Work to be completed>
Go through the entries below and collect each line with the string "logs" in it.

Stored data>
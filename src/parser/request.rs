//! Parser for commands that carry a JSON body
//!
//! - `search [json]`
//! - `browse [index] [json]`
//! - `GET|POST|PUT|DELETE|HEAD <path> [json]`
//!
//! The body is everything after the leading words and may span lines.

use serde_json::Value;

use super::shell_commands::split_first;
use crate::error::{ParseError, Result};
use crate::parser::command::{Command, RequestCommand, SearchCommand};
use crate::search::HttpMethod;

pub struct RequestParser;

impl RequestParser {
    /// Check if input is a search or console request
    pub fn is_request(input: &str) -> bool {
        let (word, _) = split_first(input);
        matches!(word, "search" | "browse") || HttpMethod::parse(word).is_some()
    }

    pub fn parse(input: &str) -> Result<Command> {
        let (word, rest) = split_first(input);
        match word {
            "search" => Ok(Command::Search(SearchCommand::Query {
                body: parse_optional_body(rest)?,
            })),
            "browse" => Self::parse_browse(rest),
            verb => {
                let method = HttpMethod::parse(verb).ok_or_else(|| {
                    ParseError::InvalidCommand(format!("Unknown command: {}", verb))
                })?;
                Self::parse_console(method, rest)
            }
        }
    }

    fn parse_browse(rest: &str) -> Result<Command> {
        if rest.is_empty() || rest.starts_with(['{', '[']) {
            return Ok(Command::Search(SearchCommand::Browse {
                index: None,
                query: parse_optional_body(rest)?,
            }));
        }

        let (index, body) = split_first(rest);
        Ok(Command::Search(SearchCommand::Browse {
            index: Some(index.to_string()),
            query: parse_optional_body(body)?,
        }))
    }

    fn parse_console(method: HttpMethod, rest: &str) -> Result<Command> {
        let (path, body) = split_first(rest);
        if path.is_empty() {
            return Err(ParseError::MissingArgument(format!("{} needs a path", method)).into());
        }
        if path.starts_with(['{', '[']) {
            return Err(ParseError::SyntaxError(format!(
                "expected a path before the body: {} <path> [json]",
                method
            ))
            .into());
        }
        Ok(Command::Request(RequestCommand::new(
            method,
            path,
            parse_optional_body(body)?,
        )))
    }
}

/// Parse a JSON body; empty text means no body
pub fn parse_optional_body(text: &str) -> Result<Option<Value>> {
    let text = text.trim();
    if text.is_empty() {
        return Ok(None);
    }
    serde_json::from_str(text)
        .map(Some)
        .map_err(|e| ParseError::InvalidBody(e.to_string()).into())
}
* * *
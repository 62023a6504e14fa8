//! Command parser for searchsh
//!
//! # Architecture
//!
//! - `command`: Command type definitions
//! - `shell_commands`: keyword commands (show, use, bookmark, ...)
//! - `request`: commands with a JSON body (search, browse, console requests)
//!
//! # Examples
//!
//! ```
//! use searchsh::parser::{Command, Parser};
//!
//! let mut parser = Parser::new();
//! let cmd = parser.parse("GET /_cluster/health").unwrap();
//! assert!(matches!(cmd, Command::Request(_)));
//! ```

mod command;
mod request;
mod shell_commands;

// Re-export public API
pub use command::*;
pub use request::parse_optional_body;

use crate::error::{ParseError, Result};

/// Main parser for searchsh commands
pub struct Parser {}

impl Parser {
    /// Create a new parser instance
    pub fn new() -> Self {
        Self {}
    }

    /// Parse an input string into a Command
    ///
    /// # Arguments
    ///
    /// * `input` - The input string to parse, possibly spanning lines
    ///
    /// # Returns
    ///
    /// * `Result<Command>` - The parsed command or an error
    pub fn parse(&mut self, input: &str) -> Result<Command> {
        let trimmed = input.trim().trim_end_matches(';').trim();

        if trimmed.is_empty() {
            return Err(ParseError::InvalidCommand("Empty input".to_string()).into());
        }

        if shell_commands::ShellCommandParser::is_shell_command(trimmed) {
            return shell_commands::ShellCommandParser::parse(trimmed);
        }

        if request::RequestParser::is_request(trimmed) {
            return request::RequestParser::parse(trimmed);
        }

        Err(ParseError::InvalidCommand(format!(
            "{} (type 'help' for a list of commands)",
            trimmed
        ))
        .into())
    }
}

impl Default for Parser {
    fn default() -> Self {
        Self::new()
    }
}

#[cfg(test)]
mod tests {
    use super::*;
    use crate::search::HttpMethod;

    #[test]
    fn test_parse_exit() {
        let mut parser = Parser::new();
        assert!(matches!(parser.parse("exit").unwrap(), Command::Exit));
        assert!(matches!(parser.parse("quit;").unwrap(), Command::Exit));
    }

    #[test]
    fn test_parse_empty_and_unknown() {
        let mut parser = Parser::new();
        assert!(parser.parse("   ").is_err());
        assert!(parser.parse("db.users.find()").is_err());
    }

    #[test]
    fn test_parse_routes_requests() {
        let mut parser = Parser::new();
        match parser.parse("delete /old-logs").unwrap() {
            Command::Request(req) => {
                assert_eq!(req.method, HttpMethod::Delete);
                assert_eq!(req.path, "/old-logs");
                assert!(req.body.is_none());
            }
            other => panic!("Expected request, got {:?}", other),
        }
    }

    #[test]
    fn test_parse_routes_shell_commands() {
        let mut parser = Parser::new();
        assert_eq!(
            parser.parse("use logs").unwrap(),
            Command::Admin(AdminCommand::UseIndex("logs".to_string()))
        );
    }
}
* * *
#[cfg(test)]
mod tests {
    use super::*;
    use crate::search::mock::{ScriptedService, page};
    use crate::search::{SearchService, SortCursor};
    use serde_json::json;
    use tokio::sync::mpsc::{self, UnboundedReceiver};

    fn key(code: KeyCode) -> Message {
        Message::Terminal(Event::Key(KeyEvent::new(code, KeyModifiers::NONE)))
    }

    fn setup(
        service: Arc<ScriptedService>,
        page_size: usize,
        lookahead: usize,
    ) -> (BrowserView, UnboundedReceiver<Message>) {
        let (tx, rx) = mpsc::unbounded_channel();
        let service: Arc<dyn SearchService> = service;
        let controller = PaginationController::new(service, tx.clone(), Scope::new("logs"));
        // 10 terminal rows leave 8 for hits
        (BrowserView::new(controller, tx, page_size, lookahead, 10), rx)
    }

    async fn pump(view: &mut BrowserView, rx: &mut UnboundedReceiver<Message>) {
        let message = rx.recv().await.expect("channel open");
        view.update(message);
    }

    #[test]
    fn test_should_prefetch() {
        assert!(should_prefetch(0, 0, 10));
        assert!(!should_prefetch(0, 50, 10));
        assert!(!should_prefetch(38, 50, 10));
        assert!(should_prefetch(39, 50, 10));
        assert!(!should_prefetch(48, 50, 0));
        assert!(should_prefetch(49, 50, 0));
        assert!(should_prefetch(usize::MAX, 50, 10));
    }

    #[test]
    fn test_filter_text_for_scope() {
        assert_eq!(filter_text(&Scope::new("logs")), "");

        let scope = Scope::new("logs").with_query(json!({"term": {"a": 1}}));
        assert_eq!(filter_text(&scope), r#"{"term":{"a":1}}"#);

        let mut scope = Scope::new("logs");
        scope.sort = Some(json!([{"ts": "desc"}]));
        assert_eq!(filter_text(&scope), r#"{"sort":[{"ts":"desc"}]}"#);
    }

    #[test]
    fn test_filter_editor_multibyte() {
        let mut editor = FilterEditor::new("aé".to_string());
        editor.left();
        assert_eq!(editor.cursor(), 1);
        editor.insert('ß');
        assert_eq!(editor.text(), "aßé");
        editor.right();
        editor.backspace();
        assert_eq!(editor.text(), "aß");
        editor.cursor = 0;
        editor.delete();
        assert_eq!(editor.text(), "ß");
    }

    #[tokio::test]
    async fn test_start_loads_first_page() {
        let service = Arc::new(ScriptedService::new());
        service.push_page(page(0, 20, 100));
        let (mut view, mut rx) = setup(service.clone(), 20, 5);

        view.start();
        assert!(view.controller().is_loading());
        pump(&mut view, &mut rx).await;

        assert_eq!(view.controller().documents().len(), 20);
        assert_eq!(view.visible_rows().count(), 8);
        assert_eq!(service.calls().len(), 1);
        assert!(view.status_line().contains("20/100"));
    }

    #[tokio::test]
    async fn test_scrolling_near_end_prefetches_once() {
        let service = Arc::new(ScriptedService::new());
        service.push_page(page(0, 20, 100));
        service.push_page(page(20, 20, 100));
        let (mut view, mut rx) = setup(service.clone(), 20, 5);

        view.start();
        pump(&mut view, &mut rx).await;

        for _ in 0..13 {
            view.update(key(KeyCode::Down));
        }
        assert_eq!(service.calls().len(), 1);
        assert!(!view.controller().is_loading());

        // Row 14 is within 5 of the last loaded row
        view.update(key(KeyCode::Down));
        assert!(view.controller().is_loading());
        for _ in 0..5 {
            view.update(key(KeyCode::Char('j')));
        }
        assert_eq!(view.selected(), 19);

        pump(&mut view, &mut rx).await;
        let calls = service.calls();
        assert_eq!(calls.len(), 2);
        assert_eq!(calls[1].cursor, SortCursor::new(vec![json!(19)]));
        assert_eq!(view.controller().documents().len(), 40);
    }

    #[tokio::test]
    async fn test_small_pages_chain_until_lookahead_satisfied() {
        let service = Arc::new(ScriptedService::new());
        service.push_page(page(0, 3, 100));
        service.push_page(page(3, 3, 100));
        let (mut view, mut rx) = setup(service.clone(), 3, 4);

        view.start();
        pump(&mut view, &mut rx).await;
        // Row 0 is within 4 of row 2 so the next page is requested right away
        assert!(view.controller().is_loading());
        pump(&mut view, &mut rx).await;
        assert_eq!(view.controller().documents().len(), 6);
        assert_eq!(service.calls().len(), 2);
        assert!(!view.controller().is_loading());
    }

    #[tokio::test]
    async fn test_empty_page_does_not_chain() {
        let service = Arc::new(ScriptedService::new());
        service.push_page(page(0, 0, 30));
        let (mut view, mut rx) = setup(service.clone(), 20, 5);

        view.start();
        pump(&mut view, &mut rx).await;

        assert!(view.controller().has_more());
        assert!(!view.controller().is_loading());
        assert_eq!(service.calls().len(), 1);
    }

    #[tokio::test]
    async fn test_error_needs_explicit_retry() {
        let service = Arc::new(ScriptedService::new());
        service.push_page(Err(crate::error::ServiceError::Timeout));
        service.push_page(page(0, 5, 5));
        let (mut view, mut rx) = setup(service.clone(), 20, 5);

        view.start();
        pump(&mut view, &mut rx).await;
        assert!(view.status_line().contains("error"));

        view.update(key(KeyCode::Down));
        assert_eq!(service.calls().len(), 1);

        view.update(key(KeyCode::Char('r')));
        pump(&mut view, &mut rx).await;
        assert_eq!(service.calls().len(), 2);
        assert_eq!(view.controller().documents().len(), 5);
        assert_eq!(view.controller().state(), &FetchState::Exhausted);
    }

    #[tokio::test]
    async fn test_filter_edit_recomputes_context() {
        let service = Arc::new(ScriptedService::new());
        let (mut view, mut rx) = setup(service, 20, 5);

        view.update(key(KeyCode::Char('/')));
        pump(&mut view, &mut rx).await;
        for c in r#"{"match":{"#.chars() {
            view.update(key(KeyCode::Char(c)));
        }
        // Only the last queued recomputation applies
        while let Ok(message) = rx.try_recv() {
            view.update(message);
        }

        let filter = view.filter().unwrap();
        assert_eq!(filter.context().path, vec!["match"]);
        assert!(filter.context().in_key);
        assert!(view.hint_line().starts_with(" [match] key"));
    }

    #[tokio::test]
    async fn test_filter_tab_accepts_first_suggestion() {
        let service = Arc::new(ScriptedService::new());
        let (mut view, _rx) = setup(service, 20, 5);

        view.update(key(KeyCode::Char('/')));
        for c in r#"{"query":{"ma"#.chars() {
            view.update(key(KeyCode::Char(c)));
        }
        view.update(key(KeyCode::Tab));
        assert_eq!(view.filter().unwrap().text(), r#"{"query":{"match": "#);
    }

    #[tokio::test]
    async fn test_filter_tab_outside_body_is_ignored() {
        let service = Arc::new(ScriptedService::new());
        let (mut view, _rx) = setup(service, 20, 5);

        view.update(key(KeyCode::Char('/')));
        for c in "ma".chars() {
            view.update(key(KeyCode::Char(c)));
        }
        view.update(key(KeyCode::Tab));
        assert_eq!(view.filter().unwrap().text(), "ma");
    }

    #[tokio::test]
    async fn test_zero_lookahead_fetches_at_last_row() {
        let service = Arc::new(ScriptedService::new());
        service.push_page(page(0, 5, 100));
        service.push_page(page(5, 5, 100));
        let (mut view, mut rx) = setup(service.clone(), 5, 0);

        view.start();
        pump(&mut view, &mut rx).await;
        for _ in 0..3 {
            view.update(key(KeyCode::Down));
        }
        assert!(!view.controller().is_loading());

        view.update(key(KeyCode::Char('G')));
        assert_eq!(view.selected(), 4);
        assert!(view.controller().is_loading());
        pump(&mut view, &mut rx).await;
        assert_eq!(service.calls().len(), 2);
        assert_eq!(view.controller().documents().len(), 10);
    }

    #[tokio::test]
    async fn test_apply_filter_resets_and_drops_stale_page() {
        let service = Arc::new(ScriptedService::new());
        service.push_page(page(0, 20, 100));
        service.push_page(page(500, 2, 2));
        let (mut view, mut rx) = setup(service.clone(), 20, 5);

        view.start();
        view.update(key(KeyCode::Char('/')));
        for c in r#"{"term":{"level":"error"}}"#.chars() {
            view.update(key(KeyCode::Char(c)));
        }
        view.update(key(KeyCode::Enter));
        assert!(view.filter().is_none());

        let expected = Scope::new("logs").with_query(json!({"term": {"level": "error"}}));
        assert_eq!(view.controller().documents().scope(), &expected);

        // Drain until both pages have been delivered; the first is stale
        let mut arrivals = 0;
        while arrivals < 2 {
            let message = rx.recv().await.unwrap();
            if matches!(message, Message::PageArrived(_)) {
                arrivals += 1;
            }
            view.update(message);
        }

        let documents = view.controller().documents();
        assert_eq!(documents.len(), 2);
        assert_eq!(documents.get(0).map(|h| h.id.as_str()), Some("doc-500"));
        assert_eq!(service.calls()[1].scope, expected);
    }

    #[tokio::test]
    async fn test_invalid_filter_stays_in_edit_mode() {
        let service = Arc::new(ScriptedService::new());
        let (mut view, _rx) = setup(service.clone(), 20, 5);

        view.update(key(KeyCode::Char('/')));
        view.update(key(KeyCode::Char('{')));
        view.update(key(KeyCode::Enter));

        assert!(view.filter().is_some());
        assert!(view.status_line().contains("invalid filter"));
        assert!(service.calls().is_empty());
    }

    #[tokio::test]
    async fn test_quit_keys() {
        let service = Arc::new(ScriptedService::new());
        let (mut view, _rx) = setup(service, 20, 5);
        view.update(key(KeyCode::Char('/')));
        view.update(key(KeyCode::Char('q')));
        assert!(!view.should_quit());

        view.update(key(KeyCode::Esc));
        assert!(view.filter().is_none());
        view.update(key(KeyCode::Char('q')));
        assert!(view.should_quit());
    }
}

Finished task>
        match parser.parse("delete /old-logs").unwrap() {
                assert_eq!(req.path, "/old-logs");
            parser.parse("use logs").unwrap(),
            Command::Admin(AdminCommand::UseIndex("logs".to_string()))
        let controller = PaginationController::new(service, tx.clone(), Scope::new("logs"));
        assert_eq!(filter_text(&Scope::new("logs")), "");
        let scope = Scope::new("logs").with_query(json!({"term": {"a": 1}}));
        let mut scope = Scope::new("logs");
        let expected = Scope::new("logs").with_query(json!({"term": {"level": "error"}}));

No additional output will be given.